Exercise instructions:
Scan the records for lines with the word "types", and copy every such line.
(Provided data Opens)
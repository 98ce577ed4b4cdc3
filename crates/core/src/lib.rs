//! Domain core for larder.
//!
//! Pure data types shared by the storage engine and the change-stream
//! pipeline: resource kinds, typed partition keys, stored-record and input
//! shapes, query parameters, and the repository error enum. No I/O and no
//! store types live here.

pub mod resource;
pub mod storage;
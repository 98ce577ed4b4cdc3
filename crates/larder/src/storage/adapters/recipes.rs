//! Recipe adapter.

use std::sync::Arc;

use chrono::{DateTime, Utc};

use larder_core::resource::{PartitionKey, RecipeInput, RecipeRecord, ResourceKind};
use larder_core::storage::{RepositoryError, Result};

use crate::storage::adapter::{attr_of, ResourceAdapter};
use crate::storage::repository::Repository;
use crate::storage::store::{StoreClient, UpdatePlan};

pub struct RecipeAdapter;

pub fn repository(store: Arc<dyn StoreClient>) -> Repository<RecipeAdapter> {
    Repository::new(store, RecipeAdapter)
}

impl ResourceAdapter for RecipeAdapter {
    type Record = RecipeRecord;
    type Input = RecipeInput;

    fn kind(&self) -> ResourceKind {
        ResourceKind::Recipe
    }

    fn on_create(
        &self,
        input: RecipeInput,
        now: DateTime<Utc>,
        account_id: &str,
        item_id: &str,
    ) -> Result<RecipeRecord> {
        let name = input
            .name
            .ok_or_else(|| RepositoryError::invalid_input("recipe name is required"))?;
        let instructions = input
            .instructions
            .ok_or_else(|| RepositoryError::invalid_input("recipe instructions are required"))?;
        let ingredients = input
            .ingredients
            .ok_or_else(|| RepositoryError::invalid_input("recipe ingredients are required"))?;
        Ok(RecipeRecord {
            pk: PartitionKey::new(account_id, self.kind()).encode(),
            sk: item_id.to_string(),
            name,
            instructions,
            ingredients,
            thumbnail: input.thumbnail,
            recipe_type: input.recipe_type,
            owner: input.owner,
            prepare_time_minutes: input.prepare_time_minutes,
            number_of_servings: input.number_of_servings,
            update_token: input.update_token,
            shared: false,
            create_time: now,
            update_time: now,
        })
    }

    fn on_update(&self, input: &RecipeInput, plan: &mut UpdatePlan) -> Result<()> {
        if let Some(name) = &input.name {
            plan.set("name", attr_of(name)?);
        }
        if let Some(instructions) = &input.instructions {
            plan.set("instructions", attr_of(instructions)?);
        }
        if let Some(ingredients) = &input.ingredients {
            plan.set("ingredients", attr_of(ingredients)?);
        }
        if let Some(prepare_time_minutes) = &input.prepare_time_minutes {
            plan.set("prepareTimeMinutes", attr_of(prepare_time_minutes)?);
        }
        if let Some(number_of_servings) = &input.number_of_servings {
            plan.set("numberOfServings", attr_of(number_of_servings)?);
        }
        if let Some(thumbnail) = &input.thumbnail {
            plan.set("thumbnail", attr_of(thumbnail)?);
        }
        if let Some(recipe_type) = &input.recipe_type {
            plan.set("type", attr_of(recipe_type)?);
        }
        if let Some(update_token) = &input.update_token {
            plan.set("updateToken", attr_of(update_token)?);
        }
        Ok(())
    }
}

#[cfg(test)]
mod tests {
    use super::*;

    #[test]
    fn test_create_requires_name() {
        let err = RecipeAdapter
            .on_create(RecipeInput::default(), Utc::now(), "acct", "id-1")
            .unwrap_err();
        assert!(matches!(err, RepositoryError::InvalidInput(_)));
    }

    #[test]
    fn test_created_copies_are_not_shared() {
        let record = RecipeAdapter
            .on_create(
                RecipeInput {
                    name: Some("Stew".to_string()),
                    instructions: Some("Simmer.".to_string()),
                    ingredients: Some(vec![]),
                    update_token: Some("tok-1".to_string()),
                    ..Default::default()
                },
                Utc::now(),
                "acct",
                "id-1",
            )
            .unwrap();
        assert!(!record.shared);
        assert_eq!(record.pk, "acct:Recipe");
        assert_eq!(record.update_token.as_deref(), Some("tok-1"));
    }

    #[test]
    fn test_update_only_touches_present_fields() {
        let mut plan = UpdatePlan::default();
        RecipeAdapter
            .on_update(
                &RecipeInput {
                    name: Some("Soup".to_string()),
                    ..Default::default()
                },
                &mut plan,
            )
            .unwrap();
        assert_eq!(plan.assignments().len(), 1);
        assert_eq!(plan.assignments()[0].0, "name");
        assert!(plan.removals().is_empty());
    }
}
(Provided data Closes)
Task output:
//! Pure data types shared by the storage engine and the change-stream
//! store types live here.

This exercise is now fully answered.